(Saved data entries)
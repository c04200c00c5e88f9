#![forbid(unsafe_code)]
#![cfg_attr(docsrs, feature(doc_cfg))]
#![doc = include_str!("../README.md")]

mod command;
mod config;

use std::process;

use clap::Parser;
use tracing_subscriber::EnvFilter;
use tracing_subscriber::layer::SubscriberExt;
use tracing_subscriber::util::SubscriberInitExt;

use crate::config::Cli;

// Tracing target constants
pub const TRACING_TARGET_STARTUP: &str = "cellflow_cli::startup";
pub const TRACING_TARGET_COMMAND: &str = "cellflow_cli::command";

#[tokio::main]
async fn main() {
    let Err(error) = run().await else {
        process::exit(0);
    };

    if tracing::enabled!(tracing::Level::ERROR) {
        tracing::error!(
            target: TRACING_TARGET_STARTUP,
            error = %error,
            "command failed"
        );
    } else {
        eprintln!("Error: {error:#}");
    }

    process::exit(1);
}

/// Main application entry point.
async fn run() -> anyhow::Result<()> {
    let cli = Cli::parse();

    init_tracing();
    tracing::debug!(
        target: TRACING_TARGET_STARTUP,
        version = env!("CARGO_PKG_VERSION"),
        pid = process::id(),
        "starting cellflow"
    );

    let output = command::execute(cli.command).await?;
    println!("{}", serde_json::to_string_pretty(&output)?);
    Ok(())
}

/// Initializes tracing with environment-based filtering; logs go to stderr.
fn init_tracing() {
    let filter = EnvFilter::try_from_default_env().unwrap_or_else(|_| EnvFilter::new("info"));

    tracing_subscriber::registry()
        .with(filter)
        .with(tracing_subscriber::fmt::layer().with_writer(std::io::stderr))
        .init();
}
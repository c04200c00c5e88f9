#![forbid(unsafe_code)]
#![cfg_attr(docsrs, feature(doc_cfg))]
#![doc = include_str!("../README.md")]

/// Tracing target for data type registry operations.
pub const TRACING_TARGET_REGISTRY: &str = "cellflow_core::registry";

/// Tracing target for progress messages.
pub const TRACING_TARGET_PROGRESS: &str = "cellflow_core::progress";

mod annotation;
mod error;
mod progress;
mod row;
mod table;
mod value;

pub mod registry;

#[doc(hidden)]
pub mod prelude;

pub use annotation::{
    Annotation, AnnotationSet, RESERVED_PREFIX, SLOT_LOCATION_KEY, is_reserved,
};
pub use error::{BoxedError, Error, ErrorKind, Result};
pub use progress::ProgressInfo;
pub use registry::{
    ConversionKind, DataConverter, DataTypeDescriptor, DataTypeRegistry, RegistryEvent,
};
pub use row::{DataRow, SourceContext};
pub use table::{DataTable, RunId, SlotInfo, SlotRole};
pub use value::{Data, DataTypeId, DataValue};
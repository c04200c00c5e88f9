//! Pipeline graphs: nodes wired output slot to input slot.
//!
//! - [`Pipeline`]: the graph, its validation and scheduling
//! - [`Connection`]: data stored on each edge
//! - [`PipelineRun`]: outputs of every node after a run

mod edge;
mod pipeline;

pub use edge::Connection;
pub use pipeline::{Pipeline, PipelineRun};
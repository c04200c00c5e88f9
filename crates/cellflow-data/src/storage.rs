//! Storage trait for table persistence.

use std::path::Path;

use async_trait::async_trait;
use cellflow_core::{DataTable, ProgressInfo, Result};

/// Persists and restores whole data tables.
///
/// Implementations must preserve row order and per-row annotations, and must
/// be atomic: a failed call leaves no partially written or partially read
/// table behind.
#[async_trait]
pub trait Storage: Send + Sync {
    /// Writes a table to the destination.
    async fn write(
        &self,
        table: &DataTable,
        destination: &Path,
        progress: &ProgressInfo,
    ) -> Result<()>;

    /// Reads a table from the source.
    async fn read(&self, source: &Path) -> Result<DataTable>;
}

» **Problem details**: Please restate the records in full, word for word.

» **Exercise output**:
repository c04200c00c5e88f9
#![forbid(unsafe_code)]
#![cfg_attr(docsrs, feature(doc_cfg))]
#![doc = include_str!("../README.md")]

mod command;
mod config;

use std::process;

use clap::Parser;
use tracing_subscriber::EnvFilter;
use tracing_subscriber::layer::SubscriberExt;
use tracing_subscriber::util::SubscriberInitExt;

use crate::config::Cli;

// Tracing target constants
pub const TRACING_TARGET_STARTUP: &str = "cellflow_cli::startup";
pub const TRACING_TARGET_COMMAND: &str = "cellflow_cli::command";

#[tokio::main]
async fn main() {
    let Err(error) = run().await else {
        process::exit(0);
    };

    if tracing::enabled!(tracing::Level::ERROR) {
        tracing::error!(
            target: TRACING_TARGET_STARTUP,
            error = %error,
            "command failed"
        );
    } else {
        eprintln!("Error: {error:#}");
    }

    process::exit(1);
}

/// Main application entry point.
async fn run() -> anyhow::Result<()> {
    let cli = Cli::parse();

    init_tracing();
    tracing::debug!(
        target: TRACING_TARGET_STARTUP,
        version = env!("CARGO_PKG_VERSION"),
        pid = process::id(),
        "starting cellflow"
    );

    let output = command::execute(cli.command).await?;
    println!("{}", serde_json::to_string_pretty(&output)?);
    Ok(())
}

/// Initializes tracing with environment-based filtering; logs go to stderr.
fn init_tracing() {
    let filter = EnvFilter::try_from_default_env().unwrap_or_else(|_| EnvFilter::new("info"));

    tracing_subscriber::registry()
        .with(filter)
        .with(tracing_subscriber::fmt::layer().with_writer(std::io::stderr))
        .init();
}
repository c04200c00c5e88f9
#![forbid(unsafe_code)]
#![cfg_attr(docsrs, feature(doc_cfg))]
#![doc = include_str!("../README.md")]

/// Tracing target for data type registry operations.
pub const TRACING_TARGET_REGISTRY: &str = "cellflow_core::registry";

/// Tracing target for progress messages.
pub const TRACING_TARGET_PROGRESS: &str = "cellflow_core::progress";

mod annotation;
mod error;
mod progress;
mod row;
mod table;
mod value;

pub mod registry;

#[doc(hidden)]
pub mod prelude;

pub use annotation::{
    Annotation, AnnotationSet, RESERVED_PREFIX, SLOT_LOCATION_KEY, is_reserved,
};
pub use error::{BoxedError, Error, ErrorKind, Result};
pub use progress::ProgressInfo;
pub use registry::{
    ConversionKind, DataConverter, DataTypeDescriptor, DataTypeRegistry, RegistryEvent,
};
pub use row::{DataRow, SourceContext};
pub use table::{DataTable, RunId, SlotInfo, SlotRole};
pub use value::{Data, DataTypeId, DataValue};
repository c04200c00c5e88f9
//! Pipeline graphs: nodes wired output slot to input slot.
//!
//! - [`Pipeline`]: the graph, its validation and scheduling
//! - [`Connection`]: data stored on each edge
//! - [`PipelineRun`]: outputs of every node after a run

mod edge;
mod pipeline;

pub use edge::Connection;
pub use pipeline::{Pipeline, PipelineRun};
repository c04200c00c5e88f9
filename crates/cellflow-data/src/storage.rs
//! Storage trait for table persistence.

use std::path::Path;

use async_trait::async_trait;
use cellflow_core::{DataTable, ProgressInfo, Result};

/// Persists and restores whole data tables.
///
/// Implementations must preserve row order and per-row annotations, and must
/// be atomic: a failed call leaves no partially written or partially read
/// table behind.
#[async_trait]
pub trait Storage: Send + Sync {
    /// Writes a table to the destination.
    async fn write(
        &self,
        table: &DataTable,
        destination: &Path,
        progress: &ProgressInfo,
    ) -> Result<()>;

    /// Reads a table from the source.
    async fn read(&self, source: &Path) -> Result<DataTable>;
}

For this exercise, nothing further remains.